Project Overview
I worked on debugging a puzzling issue where a fine-tuned NVIDIA GR00T N1.5 model was causing an SO-100 robotic arm to “twitch” instead of performing pick-and-place tasks. The robot would make tiny oscillating movements around the same position, with the gripper staying completely unresponsive.
This project log documents the systematic debugging process that revealed the root cause: an undertrained model that needed significantly more training steps to learn the complete task sequence.
Hardware Setup
- Robot: SO-100 robotic arm (6 DOF: 5 arm joints + 1 gripper)
- Cameras: Dual camera system (scene + wrist) at 640x480, 30fps
- GPU: RTX 4080 Super with 16GB VRAM
- Dataset: 20 episodes of pick-and-place demonstrations
- Task: “Pick up the striped block and put it into the white plate”
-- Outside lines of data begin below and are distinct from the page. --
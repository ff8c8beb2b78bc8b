//! Smooth 2-D value noise in `[0, 1]` for the particle field.

const OCTAVES: u32 = 4;
const FALLOFF: f64 = 0.5;

fn hash(x: i64, y: i64) -> f64 {
    let mut h = (x as u64).wrapping_mul(0x9E37_79B9_7F4A_7C15)
        ^ (y as u64).wrapping_mul(0xC2B2_AE3D_27D4_EB4F);
    h ^= h >> 33;
    h = h.wrapping_mul(0xff51_afd7_ed55_8ccd);
    h ^= h >> 33;
    h = h.wrapping_mul(0xc4ce_b9fe_1a85_ec53);
    h ^= h >> 33;
    (h >> 11) as f64 / (1u64 << 53) as f64
}

fn fade(t: f64) -> f64 {
    t * t * (3.0 - 2.0 * t)
}

fn lerp(a: f64, b: f64, t: f64) -> f64 {
    a + (b - a) * t
}

fn value_noise(x: f64, y: f64) -> f64 {
    let x0 = x.floor();
    let y0 = y.floor();
    let (xi, yi) = (x0 as i64, y0 as i64);
    let (tx, ty) = (fade(x - x0), fade(y - y0));

    // Lattice coordinates saturate for huge inputs; neighbours wrap.
    let (xn, yn) = (xi.wrapping_add(1), yi.wrapping_add(1));

    let top = lerp(hash(xi, yi), hash(xn, yi), tx);
    let bottom = lerp(hash(xi, yn), hash(xn, yn), tx);
    lerp(top, bottom, ty)
}

/// Layered value noise. Deterministic and continuous in both inputs.
pub fn noise2(x: f64, y: f64) -> f64 {
    let mut total = 0.0;
    let mut amplitude = 1.0;
    let mut norm = 0.0;
    let mut frequency = 1.0;

    for _ in 0..OCTAVES {
        total += value_noise(x * frequency, y * frequency) * amplitude;
        norm += amplitude;
        amplitude *= FALLOFF;
        frequency *= 2.0;
    }

    total / norm
}
//! Normalized strength report.

use serde::Serialize;

use crate::estimate::Estimate;

/// Ordinal strength class reported by the estimator.
#[derive(Debug, Clone, Copy, Default, PartialEq, Eq, PartialOrd, Ord, Hash, Serialize)]
pub enum Score {
    #[default]
    VeryWeak,
    Weak,
    Fair,
    Good,
    Strong,
}

impl Score {
    pub const ALL: [Score; 5] = [
        Score::VeryWeak,
        Score::Weak,
        Score::Fair,
        Score::Good,
        Score::Strong,
    ];

    /// Builds a score from the estimator's integer, clamping into `0..=4`.
    pub fn from_raw(raw: i64) -> Self {
        match raw {
            i64::MIN..=0 => Score::VeryWeak,
            1 => Score::Weak,
            2 => Score::Fair,
            3 => Score::Good,
            _ => Score::Strong,
        }
    }

    pub fn value(self) -> u8 {
        self as u8
    }
}

/// Crack-time estimate in seconds, or unknown when the estimator gave none.
#[derive(Debug, Clone, Copy, Default, PartialEq, Serialize)]
pub enum CrackTime {
    Seconds(f64),
    #[default]
    Unknown,
}

impl CrackTime {
    /// Picks the slow-hashing estimate, falling back to fast hashing.
    ///
    /// Only finite, positive values count as present; a zero estimate is
    /// treated like a missing one.
    pub fn select(slow: Option<f64>, fast: Option<f64>) -> Self {
        let usable = |v: &f64| v.is_finite() && *v > 0.0;
        slow.filter(usable)
            .or_else(|| fast.filter(usable))
            .map(CrackTime::Seconds)
            .unwrap_or(CrackTime::Unknown)
    }
}

/// Strength report for the most recent input.
///
/// Always well formed: normalization substitutes neutral defaults
/// (score 0, entropy 0, unknown crack time) for anything missing.
#[derive(Debug, Clone, Default, PartialEq, Serialize)]
pub struct StrengthReport {
    pub score: Score,
    pub entropy_bits: f64,
    pub crack_time: CrackTime,
    pub warning: Option<String>,
    pub suggestions: Vec<String>,
}

impl StrengthReport {
    /// Integer-rounded entropy, as shown to the user.
    pub fn rounded_entropy(&self) -> u64 {
        self.entropy_bits.round() as u64
    }
}

impl From<Estimate> for StrengthReport {
    fn from(estimate: Estimate) -> Self {
        let times = &estimate.crack_times_seconds;
        let crack_time = CrackTime::select(
            times.offline_slow_hashing_1e4_per_second,
            times.offline_fast_hashing_1e10_per_second,
        );

        Self {
            score: estimate.score.map(Score::from_raw).unwrap_or_default(),
            entropy_bits: estimate
                .entropy
                .filter(|e| e.is_finite() && *e > 0.0)
                .unwrap_or(0.0),
            crack_time,
            warning: estimate
                .feedback
                .warning
                .filter(|w| !w.trim().is_empty()),
            suggestions: estimate.feedback.suggestions,
        }
    }
}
The Problem: Robot Twitching
Initial Symptoms
When deploying the trained GR00T model:
- Robot connected successfully
- Model inference server running correctly
- Robot made tiny oscillating movements around the same position
- Robot was not executing the intended pick-and-place task
The model had been trained for 2000 steps and showed good loss convergence, but the physical deployment was completely unsuccessful.
Debugging Approach
Step 1: Enhanced Logging Implementation
Added comprehensive logging to both the inference server and robot client to understand what data was being exchanged.
Server-Side Logging (service.py):
- Request counter for each inference call
- Input data keys and shapes
- Inference time in milliseconds
- Output action statistics (min/max/mean values)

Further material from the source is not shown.